On comprend que le spectateur joue un rôle important dans les pièces que conçoit Marcelline Delbecq. Elle lui confie un rôle décisif, celui de prolonger ses œuvres physiques à travers son propre espace mental. Le spectateur devient ainsi un écran métaphorique au travers duquel les différentes scènes peuvent se poursuivre.

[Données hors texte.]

impl ChatTranscript {
    #[must_use]
    pub fn new() -> Self {
        Self::default()
    }

    #[must_use]
    pub fn messages(&self) -> &[ChatMessage] {
        &self.messages
    }

    /// Run id currently receiving deltas.
    #[must_use]
    pub fn streaming_run(&self) -> Option<&str> {
        self.streaming.as_ref().map(|(run, _)| run.as_str())
    }

    #[must_use]
    pub fn last_error(&self) -> Option<&str> {
        self.last_error.as_deref()
    }

    /// Record the user's own turn before the gateway echoes anything.
    pub fn push_user(&mut self, content: impl Into<String>) {
        self.messages.push(ChatMessage::new(ChatRole::User, content));
    }

    /// Replace everything with a fetched history.
    pub fn reset(&mut self, messages: Vec<ChatMessage>) {
        self.messages = messages;
        self.streaming = None;
        self.last_error = None;
    }

    /// Fold one event in. Returns whether the transcript changed.
    pub fn apply(&mut self, event: &GatewayEvent) -> bool {
        match event {
            GatewayEvent::Chat(message) => {
                let open = match (&message.run_id, &self.streaming) {
                    (Some(run), Some((streaming, index))) if run == streaming => Some(*index),
                    _ => None,
                };
                if let Some(index) = open {
                    // Final text for the run we were streaming.
                    self.messages[index] = message.clone();
                    self.streaming = None;
                    return true;
                }
                if message.role == ChatRole::User && self.is_local_echo(message) {
                    return false;
                }
                self.messages.push(message.clone());
                true
            }
            GatewayEvent::ChatContent { run_id, delta } => {
                let open = match &self.streaming {
                    Some((run, index)) if run == run_id => Some(*index),
                    _ => None,
                };
                if let Some(index) = open {
                    self.messages[index].content.push_str(delta);
                } else {
                    let mut message = ChatMessage::new(ChatRole::Assistant, delta.clone());
                    message.run_id = Some(run_id.clone());
                    self.messages.push(message);
                    self.streaming = Some((run_id.clone(), self.messages.len() - 1));
                }
                true
            }
            GatewayEvent::ChatDone { run_id } => self.finish(run_id),
            GatewayEvent::ChatError { run_id, message } => {
                self.finish(run_id);
                self.last_error = Some(message.clone());
                let mut notice = ChatMessage::new(ChatRole::System, format!("Error: {message}"));
                notice.run_id = Some(run_id.clone());
                self.messages.push(notice);
                true
            }
            GatewayEvent::Other { .. } => false,
        }
    }

    fn finish(&mut self, run_id: &str) -> bool {
        if self.streaming_run() == Some(run_id) {
            self.streaming = None;
            true
        } else {
            false
        }
    }

    fn is_local_echo(&self, message: &ChatMessage) -> bool {
        self.messages
            .last()
            .is_some_and(|last| last.role == ChatRole::User && last.content == message.content)
    }
}
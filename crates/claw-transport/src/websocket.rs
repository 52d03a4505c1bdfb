//! WebSocket connector built on tokio-tungstenite.

use std::time::Duration;

use async_trait::async_trait;
use bytes::Bytes;
use futures::{SinkExt, StreamExt};
use tokio::net::TcpStream;
use tokio_tungstenite::{
    MaybeTlsStream, WebSocketStream, connect_async,
    tungstenite::{
        Message,
        client::IntoClientRequest,
        http::{HeaderValue, header::COOKIE},
    },
};

use crate::connection::{BoxConnection, ConnectTarget, Connection, Connector, Frame, TransportError};

/// Handshake timeout.
pub const CONNECT_TIMEOUT: Duration = Duration::from_secs(10);

/// Opens real WebSocket connections.
#[derive(Debug, Clone)]
pub struct WsConnector {
    connect_timeout: Duration,
}

impl Default for WsConnector {
    fn default() -> Self {
        Self::new()
    }
}

impl WsConnector {
    #[must_use]
    pub const fn new() -> Self {
        Self {
            connect_timeout: CONNECT_TIMEOUT,
        }
    }

    #[must_use]
    pub const fn with_connect_timeout(mut self, timeout: Duration) -> Self {
        self.connect_timeout = timeout;
        self
    }
}

#[async_trait]
impl Connector for WsConnector {
    async fn connect(&self, target: &ConnectTarget) -> Result<BoxConnection, TransportError> {
        let mut request = target
            .url
            .as_str()
            .into_client_request()
            .map_err(|e| TransportError::InvalidEndpoint(e.to_string()))?;

        if let Some(cookies) = target.cookie_header() {
            let value = HeaderValue::from_str(&cookies)
                .map_err(|e| TransportError::InvalidEndpoint(format!("cookie header: {e}")))?;
            request.headers_mut().insert(COOKIE, value);
        }

        let (stream, _response) = tokio::time::timeout(self.connect_timeout, connect_async(request))
            .await
            .map_err(|_| TransportError::ConnectTimeout)?
            .map_err(|e| TransportError::Connect(e.to_string()))?;

        tracing::debug!(host = target.url.host_str().unwrap_or_default(), "WebSocket open");
        Ok(Box::new(WsConnection { stream }))
    }
}

struct WsConnection {
    stream: WebSocketStream<MaybeTlsStream<TcpStream>>,
}

#[async_trait]
impl Connection for WsConnection {
    async fn recv(&mut self) -> Option<Result<Frame, TransportError>> {
        loop {
            let msg = match self.stream.next().await? {
                Ok(msg) => msg,
                Err(e) => return Some(Err(TransportError::Io(e.to_string()))),
            };
            match msg {
                Message::Text(text) => return Some(Ok(Frame::Text(text))),
                Message::Binary(data) => return Some(Ok(Frame::Binary(Bytes::from(data)))),
                Message::Close(_) => return None,
                // Pings are answered by tungstenite on the next read/flush.
                Message::Ping(_) | Message::Pong(_) | Message::Frame(_) => {}
            }
        }
    }

    async fn send(&mut self, frame: Frame) -> Result<(), TransportError> {
        let msg = match frame {
            Frame::Text(text) => Message::Text(text),
            Frame::Binary(data) => Message::Binary(data.to_vec()),
        };
        self.stream
            .send(msg)
            .await
            .map_err(|e| TransportError::Io(e.to_string()))
    }

    async fn close(&mut self) {
        if let Err(e) = self.stream.close(None).await {
            tracing::debug!("WebSocket close: {e}");
        }
    }
}
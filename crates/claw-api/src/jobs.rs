//! `/jobs` endpoints.

use std::collections::BTreeMap;

use chrono::{DateTime, Utc};
use claw_core::{AccessToken, Resource};
use reqwest::Method;
use serde::{Deserialize, Serialize};

use crate::{ApiClient, ApiError};

#[derive(Debug, Clone, Copy, PartialEq, Eq, Hash, Serialize, Deserialize)]
#[serde(rename_all = "snake_case")]
pub enum JobState {
    Queued,
    Provisioning,
    Running,
    Stopping,
    Stopped,
    Completed,
    Failed,
    #[serde(other)]
    Unknown,
}

impl JobState {
    #[must_use]
    pub const fn is_connectable(self) -> bool {
        matches!(self, Self::Provisioning | Self::Running)
    }

    #[must_use]
    pub const fn is_terminal(self) -> bool {
        matches!(self, Self::Stopped | Self::Completed | Self::Failed)
    }
}

/// A port the job exposes.
#[derive(Debug, Clone, PartialEq, Eq, Serialize, Deserialize)]
pub struct PortMapping {
    pub port: u16,
    #[serde(default, skip_serializing_if = "Option::is_none")]
    pub protocol: Option<String>,
    /// Public URL assigned by the backend once the job is running.
    #[serde(default, skip_serializing_if = "Option::is_none")]
    pub url: Option<String>,
}

impl PortMapping {
    #[must_use]
    pub const fn new(port: u16) -> Self {
        Self {
            port,
            protocol: None,
            url: None,
        }
    }
}

#[derive(Debug, Clone, PartialEq, Serialize, Deserialize)]
pub struct Job {
    pub id: String,
    #[serde(default)]
    pub name: Option<String>,
    pub state: JobState,
    /// Container image or runtime identifier.
    #[serde(default)]
    pub runtime: Option<String>,
    #[serde(default)]
    pub ports: Vec<PortMapping>,
    #[serde(default)]
    pub env_vars: BTreeMap<String, String>,
    #[serde(default, alias = "subdomain")]
    pub hostname: Option<String>,
    #[serde(default)]
    pub created_at: Option<DateTime<Utc>>,
}

impl Resource for Job {
    fn id(&self) -> &str {
        &self.id
    }

    fn hostname(&self) -> Option<&str> {
        self.hostname.as_deref()
    }

    fn is_connectable(&self) -> bool {
        self.state.is_connectable()
    }
}

/// Launch or update request for a job.
#[derive(Debug, Clone, Default, PartialEq, Eq, Serialize)]
pub struct JobSpec {
    #[serde(skip_serializing_if = "Option::is_none")]
    pub name: Option<String>,
    pub runtime: String,
    #[serde(skip_serializing_if = "Vec::is_empty")]
    pub ports: Vec<PortMapping>,
    #[serde(skip_serializing_if = "BTreeMap::is_empty")]
    pub env_vars: BTreeMap<String, String>,
}

impl JobSpec {
    #[must_use]
    pub fn new(runtime: impl Into<String>) -> Self {
        Self {
            runtime: runtime.into(),
            ..Self::default()
        }
    }

    #[must_use]
    pub fn with_port(mut self, port: u16) -> Self {
        self.ports.push(PortMapping::new(port));
        self
    }

    #[must_use]
    pub fn with_env(mut self, key: impl Into<String>, value: impl Into<String>) -> Self {
        self.env_vars.insert(key.into(), value.into());
        self
    }
}

fn job_path(id: &str, rest: &str) -> String {
    format!("/jobs/{}{rest}", urlencoding::encode(id))
}

impl ApiClient {
    /// # Errors
    /// Returns error if the request fails or is rejected.
    pub async fn list_jobs(&self) -> Result<Vec<Job>, ApiError> {
        self.get("/jobs").await
    }

    /// # Errors
    /// Returns error if the request fails or is rejected.
    pub async fn get_job(&self, id: &str) -> Result<Job, ApiError> {
        self.get(&job_path(id, "")).await
    }

    /// # Errors
    /// Returns error if the request fails or is rejected.
    pub async fn create_job(&self, spec: &JobSpec) -> Result<Job, ApiError> {
        tracing::info!(runtime = %spec.runtime, "Launching job");
        self.send_json(Method::POST, "/jobs", spec).await
    }

    /// # Errors
    /// Returns error if the request fails or is rejected.
    pub async fn update_job(&self, id: &str, spec: &JobSpec) -> Result<Job, ApiError> {
        self.send_json(Method::PUT, &job_path(id, ""), spec).await
    }

    /// # Errors
    /// Returns error if the request fails or is rejected.
    pub async fn delete_job(&self, id: &str) -> Result<(), ApiError> {
        self.execute(self.authed(Method::DELETE, &job_path(id, ""))?)
            .await
    }

    /// # Errors
    /// Returns error if the request fails or is rejected.
    pub async fn start_job(&self, id: &str) -> Result<(), ApiError> {
        self.execute(self.authed(Method::POST, &job_path(id, "/start"))?)
            .await
    }

    /// # Errors
    /// Returns error if the request fails or is rejected.
    pub async fn stop_job(&self, id: &str) -> Result<(), ApiError> {
        self.execute(self.authed(Method::POST, &job_path(id, "/stop"))?)
            .await
    }

    /// # Errors
    /// Returns error if the request fails or is rejected.
    pub async fn job_log_token(&self, id: &str) -> Result<AccessToken, ApiError> {
        self.post_token(&job_path(id, "/logs/token")).await
    }

    /// # Errors
    /// Returns error if the request fails or is rejected.
    pub async fn job_token(&self, id: &str) -> Result<AccessToken, ApiError> {
        self.post_token(&job_path(id, "/token")).await
    }
}
//! Database health checking subsystem.
//!
//! # Data Flow
//! ```text
//! Periodic timer (monitor.rs)
//!     → ProbeRunner::probe (database/probe.rs)
//!     → RetryState decides: reset, retry after delay, or escalate (state.rs)
//!     → HealthReport updated for /health
//!     → on escalation: ShutdownCoordinator (lifecycle/shutdown.rs)
//! ```
//!
//! # Design Decisions
//! - A single monitor per process; its cycles never overlap
//! - The retry delay only suspends the monitor task, never query traffic
//! - "No pool" and "query failed" share one failure path

pub mod monitor;
pub mod state;

pub use monitor::HealthMonitor;
pub use state::{HealthReport, HealthSnapshot, HealthStatus, MonitorState, RetryState};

Pour ce faire, elle crée volontairement des écarts, des vides. Entre une photographie et une bande sonore dans Daleko, ou encore lors des interludes au piano qui viennent entrecouper des couplets de lectures dans la performance West. Ces espaces bien qu’ils soient physiques sont surtout mentaux. Ce sont ces creux dans le récit au sein desquels le spectateur peut s’engouffrer.

1. DELBECQ Marcelline, « Nocturne », Marcelline Delbecq, (http://www.marcellinedelbecq.net/?p=279, consulté le 06/01/17).

2. BREITZ Candice in « Nocturne », DELBECQ, op. cit., traduction en français par mes soins.

3. DELBECQ Marcelline, « Info-bio », Marcelline Delbecq, (http://www.marcellinedelbecq.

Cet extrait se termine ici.